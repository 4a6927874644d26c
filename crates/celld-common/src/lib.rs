//! Shared types for the celld control plane.
//!
//! This crate contains:
//! - **Subscription models**: `SubscriptionIdentity`, `SubscriptionRoster`, app types
//! - **Purposes**: the closed set of connection purposes and their priorities
//! - **Protocol messages**: outbound notifications for listeners
//! - **ID generation**: Prefixed UUIDv7 helpers (`apn_`, `evt_`)

pub mod ids;
pub mod models;
pub mod protocol;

☆ ☆ ☆ ☆ ☆ ☆ ☆

Exactly as they appear above, the records are to be transcribed in full.

▶ [SOLUTION TO THIS PROBLEM]
repository 4a6927874644d26c
filename crates/celld-common/src/lib.rs
//! Shared types for the celld control plane.
//!
//! This crate contains:
//! - **Subscription models**: `SubscriptionIdentity`, `SubscriptionRoster`, app types
//! - **Purposes**: the closed set of connection purposes and their priorities
//! - **Protocol messages**: outbound notifications for listeners
//! - **ID generation**: Prefixed UUIDv7 helpers (`apn_`, `evt_`)

pub mod ids;
pub mod models;
pub mod protocol;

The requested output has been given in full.